En medio de la estancia, sobre una mesa metálica, se alzaba una cámara de gruesas planchas de rutolucita, materia penetrable tanto a los rayos infrarrojos como a los visibles.

Una red de tubos y cables envolvía el esmalte castaño del depósito de agua, traído de la Tantra, que contenía los dos acalefos negros capturados en el planeta de la estrella de hierro.

Eon Tal, erguido como un gimnasta, paralizado aún el brazo en cabestrillo, miraba desde lejos al cilindro del registrador automático que giraba lento. Sobre las pobladas cejas negras, el sudor perlaba la frente del biólogo.

Erg Noor se pasó la lengua por los resecos labios.

— Nada, como siempre. Después de cinco años de viaje, no quedará ahí dentro más que polvo — dijo el astronauta con ronca voz.

— Eso sería una gran desgracia… para Niza y para mí — repuso el biólogo —. Entonces, habría que buscar a tientas, quizá durante muchos años, para determinar el carácter de la lesión.

— ¿Sigue usted creyendo que los órganos que matan la presa son iguales en los acalefos y en la cruz?

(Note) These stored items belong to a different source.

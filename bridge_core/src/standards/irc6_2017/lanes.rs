//! Number of design lanes from carriageway width (Cl. 204.3, Table 6).

use once_cell::sync::Lazy;
use tracing::debug;

use crate::errors::{ensure_positive, CalcResult};
use crate::reference::{ClauseRef, Standard};
use crate::tables::StepwiseTable;
use crate::units::Meters;

use super::loaded;

pub const DESIGN_LANES: ClauseRef = ClauseRef::new(Standard::Irc6_2017, "Table 6");

/// Width of each lane added beyond the tabulated widths (m)
const EXTRA_LANE_WIDTH: f64 = 3.5;

static TABLE_6: Lazy<CalcResult<StepwiseTable>> = Lazy::new(|| {
    StepwiseTable::new(
        DESIGN_LANES,
        [(5.3, 1), (9.6, 2), (13.1, 3), (16.6, 4), (20.1, 5), (23.6, 6)],
    )?
    .with_extrapolation(EXTRA_LANE_WIDTH)
});

/// Number of design lanes for a carriageway `width` wide.
///
/// Widths sit in half-open bands: 5.3 m already gives two lanes. Beyond
/// 23.6 m one lane is added per further 3.5 m.
pub fn design_lanes(width: Meters) -> CalcResult<u32> {
    let width = ensure_positive("carriageway_width", width.0)?;
    let lanes = loaded(&TABLE_6)?.classify(width)?;
    debug!(clause = %DESIGN_LANES, width, lanes, "evaluated");
    Ok(lanes)
}

#[cfg(test)]
mod tests {
    use super::*;

    #[test]
    fn test_band_edges() {
        assert_eq!(design_lanes(Meters(5.29999)).unwrap(), 1);
        assert_eq!(design_lanes(Meters(5.3)).unwrap(), 2);
        assert_eq!(design_lanes(Meters(7.5)).unwrap(), 2);
        assert_eq!(design_lanes(Meters(9.6)).unwrap(), 3);
        assert_eq!(design_lanes(Meters(20.0)).unwrap(), 5);
    }

    #[test]
    fn test_extrapolated_lanes() {
        assert_eq!(design_lanes(Meters(23.6)).unwrap(), 7);
        assert_eq!(design_lanes(Meters(27.0)).unwrap(), 7);
        assert_eq!(design_lanes(Meters(27.1)).unwrap(), 8);
    }

    #[test]
    fn test_huge_width_is_domain_error() {
        let err = design_lanes(Meters(1e12)).unwrap_err();
        assert_eq!(err.error_code(), "DOMAIN_ERROR");
        // 1e6 m still fits the lane count
        assert!(design_lanes(Meters(1e6)).unwrap() > 280_000);
    }

    #[test]
    fn test_invalid_width() {
        assert!(design_lanes(Meters(0.0)).is_err());
        assert!(design_lanes(Meters(f64::NAN)).is_err());
    }
}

— No sólo lo creo yo. Grim Shar y todos los demás han llegado al mismo convencimiento. Pero al principio se hicieron las más sorprendentes hipótesis. Yo llegué a imaginarme que la cruz negra no era originaria del planeta.

— Y yo también, ¿recuerda que se lo dije? Me figuré que ese ser pertenecía a la astronave discoidal y estaba puesto allí para guardarla. Mas, pensándolo bien, ¿a qué guardar del exterior una fortaleza tan inexpugnable? El intento de abrir el espiro-disco demostró todo el absurdo de tal suposición.